Media Forest also releases year-end charts in regards to the radio airplay, listing the most-broadcast songs of Romanian origin of the respective year, weighted by the official audience numbers provided by Asociația pentru Radio Audiență (Romanian Association for Audience Numbers). During the 2010s, around 200 singles each were listed by Media Forest as the most-broadcast tracks on radio and television respectively. The first were "I Gotta Feeling" by the Black Eyed Peas (radio) and "Chica Bomb" by Dan Balan (television).

"Shoulda" by Jamie Woon spent an unprecedented 20 weeks as the most-broadcast single on radio stations, while in terms of television airplay, this feat was achieved by "Luna" by Carla's Dreams with a total of 15 weeks. Carla's Dreams and Smiley had eight songs listed as the most-broadcast on radio and television during the 2010s, more than any other act. "Dance Monkey" by Tones and I was the final top song of the 2010s on both listings.

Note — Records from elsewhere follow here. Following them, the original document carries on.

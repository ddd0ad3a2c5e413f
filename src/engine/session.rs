//! SessionManager - 会话获取与扫码登录
//!
//! 加载持久化的会话快照并验证登录状态；失效时（允许的话）打开浏览器扫码登录，
//! 保存新快照。返回的会话在返回时一定通过了登录检测。

use super::bounded;
use super::wait_poll::{wait_for, ProbeResult, ProbeStatus};
use crate::core::{AdapterError, EngineConfig, PlatformType, SessionError, SessionSnapshot};
use crate::platforms::{PlatformAdapter, SessionHandle};
use crate::storage::SessionStore;
use std::sync::Arc;
use std::time::Duration;

/// 打开中的浏览器上下文
///
/// 必须调用 [`SessionGuard::release`] 关闭；未关闭就被丢弃时在后台关闭。
pub struct SessionGuard {
    adapter: Arc<dyn PlatformAdapter>,
    handle: SessionHandle,
    close_timeout: Duration,
    released: bool,
}

impl SessionGuard {
    fn new(adapter: Arc<dyn PlatformAdapter>, handle: SessionHandle, close_timeout: Duration) -> Self {
        Self {
            adapter,
            handle,
            close_timeout,
            released: false,
        }
    }

    pub fn handle(&self) -> &SessionHandle {
        &self.handle
    }

    /// 关闭浏览器上下文，关闭失败只记录日志
    pub async fn release(mut self) {
        self.released = true;
        match bounded(self.close_timeout, "close_session", self.adapter.close_session(&self.handle)).await {
            Ok(()) => tracing::debug!("[Session] 已关闭会话 {}", self.handle),
            Err(e) => tracing::warn!("[Session] 关闭会话 {} 失败: {}", self.handle, e),
        }
    }
}

impl Drop for SessionGuard {
    fn drop(&mut self) {
        if self.released {
            return;
        }
        tracing::warn!("[Session] 会话 {} 未显式关闭，转入后台关闭", self.handle);
        if let Ok(runtime) = tokio::runtime::Handle::try_current() {
            let adapter = self.adapter.clone();
            let handle = self.handle.clone();
            let close_timeout = self.close_timeout;
            runtime.spawn(async move {
                if let Err(e) = bounded(close_timeout, "close_session", adapter.close_session(&handle)).await {
                    tracing::warn!("[Session] 后台关闭会话 {} 失败: {}", handle, e);
                }
            });
        }
    }
}

/// 已验证登录的会话
pub struct ActiveSession {
    pub guard: SessionGuard,
    /// 本次使用的快照（扫码登录时为新快照）
    pub snapshot: SessionSnapshot,
}

/// 会话管理器
#[derive(Clone)]
pub struct SessionManager {
    adapter: Arc<dyn PlatformAdapter>,
    store: Arc<dyn SessionStore>,
    config: Arc<EngineConfig>,
}

impl SessionManager {
    pub fn new(
        adapter: Arc<dyn PlatformAdapter>,
        store: Arc<dyn SessionStore>,
        config: Arc<EngineConfig>,
    ) -> Self {
        Self { adapter, store, config }
    }

    fn platform(&self) -> PlatformType {
        self.adapter.platform()
    }

    /// 验证账号会话并返回快照，浏览器上下文在返回前关闭
    pub async fn ensure_session(
        &self,
        account_id: &str,
        allow_interactive: bool,
    ) -> Result<SessionSnapshot, SessionError> {
        let active = self.acquire(account_id, allow_interactive).await?;
        active.guard.release().await;
        Ok(active.snapshot)
    }

    /// 获取一个已登录的浏览器上下文
    pub async fn acquire(
        &self,
        account_id: &str,
        allow_interactive: bool,
    ) -> Result<ActiveSession, SessionError> {
        let platform = self.platform();

        match self.store.load(platform, account_id)? {
            Some(snapshot) => {
                let handle = bounded(
                    self.config.action_timeout(),
                    "open_session",
                    self.adapter.open_session(account_id, Some(&snapshot)),
                )
                .await?;
                let guard = SessionGuard::new(self.adapter.clone(), handle, self.config.action_timeout());

                if self.probe_authenticated(guard.handle()).await? {
                    tracing::info!("[Session] {} 账号 {} 会话有效", platform.display_name(), account_id);
                    return Ok(ActiveSession { guard, snapshot });
                }
                tracing::warn!("[Session] {} 账号 {} 会话已失效", platform.display_name(), account_id);
                guard.release().await;
            }
            None => {
                tracing::info!("[Session] {} 账号 {} 没有保存的会话", platform.display_name(), account_id);
            }
        }

        if !allow_interactive {
            return Err(SessionError::NoValidSession {
                account_id: account_id.to_string(),
            });
        }
        self.provision(account_id).await
    }

    /// 扫码登录并保存新快照
    async fn provision(&self, account_id: &str) -> Result<ActiveSession, SessionError> {
        let poll = self.config.interactive_login;
        let waited = poll.deadline();
        tracing::info!("[Session] 打开浏览器等待扫码登录，最长 {:?}", waited);

        let login = tokio::time::timeout(waited, self.adapter.interactive_login(account_id, poll)).await;
        let (handle, identity) = match login {
            Ok(Ok(result)) => result,
            Ok(Err(AdapterError::Timeout(_))) | Err(_) => {
                return Err(SessionError::InteractiveLoginTimeout {
                    account_id: account_id.to_string(),
                    waited,
                });
            }
            Ok(Err(e)) => return Err(e.into()),
        };
        tracing::info!(
            "[Session] 扫码登录成功: user_id={}, nickname={}",
            identity.user_id,
            identity.nickname
        );

        let guard = SessionGuard::new(self.adapter.clone(), handle, self.config.action_timeout());
        let snapshot = match bounded(
            self.config.action_timeout(),
            "persist_session",
            self.adapter.persist_session(guard.handle()),
        )
        .await
        {
            Ok(snapshot) => snapshot.with_identity(identity),
            Err(e) => {
                guard.release().await;
                return Err(e.into());
            }
        };
        if let Err(e) = self.store.save(&snapshot) {
            guard.release().await;
            return Err(e.into());
        }

        match self.probe_authenticated(guard.handle()).await {
            Ok(true) => Ok(ActiveSession { guard, snapshot }),
            Ok(false) => {
                guard.release().await;
                Err(SessionError::NoValidSession {
                    account_id: account_id.to_string(),
                })
            }
            Err(e) => {
                guard.release().await;
                Err(e)
            }
        }
    }

    /// 在短截止时间内检测是否进入登录后的页面，超时视为未登录
    async fn probe_authenticated(&self, handle: &SessionHandle) -> Result<bool, SessionError> {
        let adapter: &dyn PlatformAdapter = self.adapter.as_ref();
        let settings = self.config.session_probe;

        let result = wait_for("登录检测", settings.interval(), settings.deadline(), move || async move {
            match adapter.is_authenticated(handle).await {
                Ok(true) => ProbeStatus::Ready(()),
                Ok(false) => ProbeStatus::NotYet,
                Err(e @ AdapterError::ContextClosed(_)) => ProbeStatus::Fatal(e),
                Err(e) => {
                    tracing::debug!("[Session] 登录检测出错，继续等待: {}", e);
                    ProbeStatus::NotYet
                }
            }
        })
        .await;

        match result {
            ProbeResult::Success(()) => Ok(true),
            ProbeResult::Timeout { .. } => Ok(false),
            ProbeResult::Fatal(e) => Err(SessionError::Adapter(e)),
        }
    }
}
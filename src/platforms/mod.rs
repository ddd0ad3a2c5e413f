// Platforms module
// 平台模块
//
// 定义平台适配器接口（抖音、快手、视频号、小红书等）和适配器注册表。
// 具体的页面操作由各平台适配器实现，不在本 crate 内。
//
// # 模块结构
//
// - [traits](traits/index.html) - 适配器能力接口
// - [factory](factory/index.html) - 适配器注册表

pub mod factory;
pub mod traits;

#[cfg(test)]
pub mod testing;

pub use factory::AdapterRegistry;
pub use traits::{
    parse_reward_text, PlatformAdapter, PlatformLimits, PublishState, RewardSignal, SessionHandle,
    StepOutcome, TaskCandidate, UploadState,
};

In terms of radio airplay, reports by Media Forest indicate that Cat Music was the most successful label of 2017; Global Records claimed that accolade in 2018 and 2019. Kiss FM, Pro FM and Virgin Radio Romania were the trendsetting radio stations in those years respectively, meaning they broadcast Media Forest's top weekly radio songs the most.

Most-broadcast songs

Radio

Television

Notes

References

Romanian record charts
Number-one singles
Romania Singles
2010s (decade)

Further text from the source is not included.